Book Review: Lady of Mazes

Lady of Mazes by Karl Schroeder
The distant future provides a framework for humans to live in a matrix-like fashion, or experience as much reality as they like.  I'll have to read it again to get all the juice out of this book, but what I liked most were the manifolds.
Since everyone has high-tech neural implants, you can experience life however you like.  If you are a fan of, say, 1986, then everything you experience will be consistent with that time period.  Hidden machines work to provide tech locks which keep any inconsistency out of your experience.  Like someone's ipod would appear to you as a cassette player etc.  Anyone can subscribe to your world, and you live among others from different manifolds but you are completely invisible to each other.
Interesting how the author came from a Mennonite community... like they are a manifold within our modern world...  You see and interact only with what you expect to see and interact with.
Anyway, it is not a simple book, as it turns out only a small group of humans have this manifold culture, and the rest of humanity is basically a post-human, AI-driven, weakly god-like thing.  What would humans really do it they were free from the flesh?  Apparently, they would get bored and try to be less so.

Monday, June 18, 2012

Review: Wool by Hugh Howley

Wool by Hugh Howley
This is only an e-book.  Why is it not in dead tree-form?  Maybe because the dead tree people are stupid.  This is the only reason I can think that a publisher would not jump on a book of this quality.  It all takes place in a future world where the Earth is ruined and the remaining humans live in this elaborate silo. The culture that allows this lifestyle to persist over centuries is about to fracture, and the events leading up to it are surprising. The story is tightly woven with vivid characters.  If you lived all in a silo, would you want to get out?  Would they let you out? Who is "they"? Working for TI, for example, gives you some sense of the desperate life lead by our characters.

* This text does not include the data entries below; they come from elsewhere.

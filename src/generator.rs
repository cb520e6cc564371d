use crate::Formula;

/// Every sign combination of `n` variables, one clause each
///
/// Clause `k` contains `x1..xn` in order, with `xi` negated iff the bit
/// `i - 1` of `k` is set. Any assignment falsifies exactly the clause of
/// its own negation, so the formula is unsatisfiable for every `n ≥ 1`.
/// It has `2^n` clauses, which makes it a scaling benchmark for the search.
///
/// ```rust
/// use flipsat::doubling_family;
///
/// assert_eq!(
///     doubling_family(2).to_string(),
///     "{{x1,x2},{-x1,x2},{x1,-x2},{-x1,-x2}}"
/// );
/// ```
pub fn doubling_family(n: usize) -> Formula {
    assert!(n < usize::BITS as usize, "Too many variables: {n}");
    let names: Vec<String> = (1..=n).map(|i| format!("x{i}")).collect();
    let mut formula = Formula::new();
    for k in 0..(1usize << n) {
        formula.add_clause(
            names
                .iter()
                .enumerate()
                .map(|(i, name)| (name.as_str(), k >> i & 1 == 1)),
        );
    }
    formula
}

Review: Embassytown by China Mieville

Embassytown by China Mieville.
If you are in the mood for deeply inscrutable aliens, a meditation on the essence of language, and a suspenseful catastrophe, look no further than deep space.  I actually got the audio book, and it was quite a gripping tale.  The only complaint is that the narrator was British.. and the stilted style got really annoying after a while, but it is still a very entertaining ride!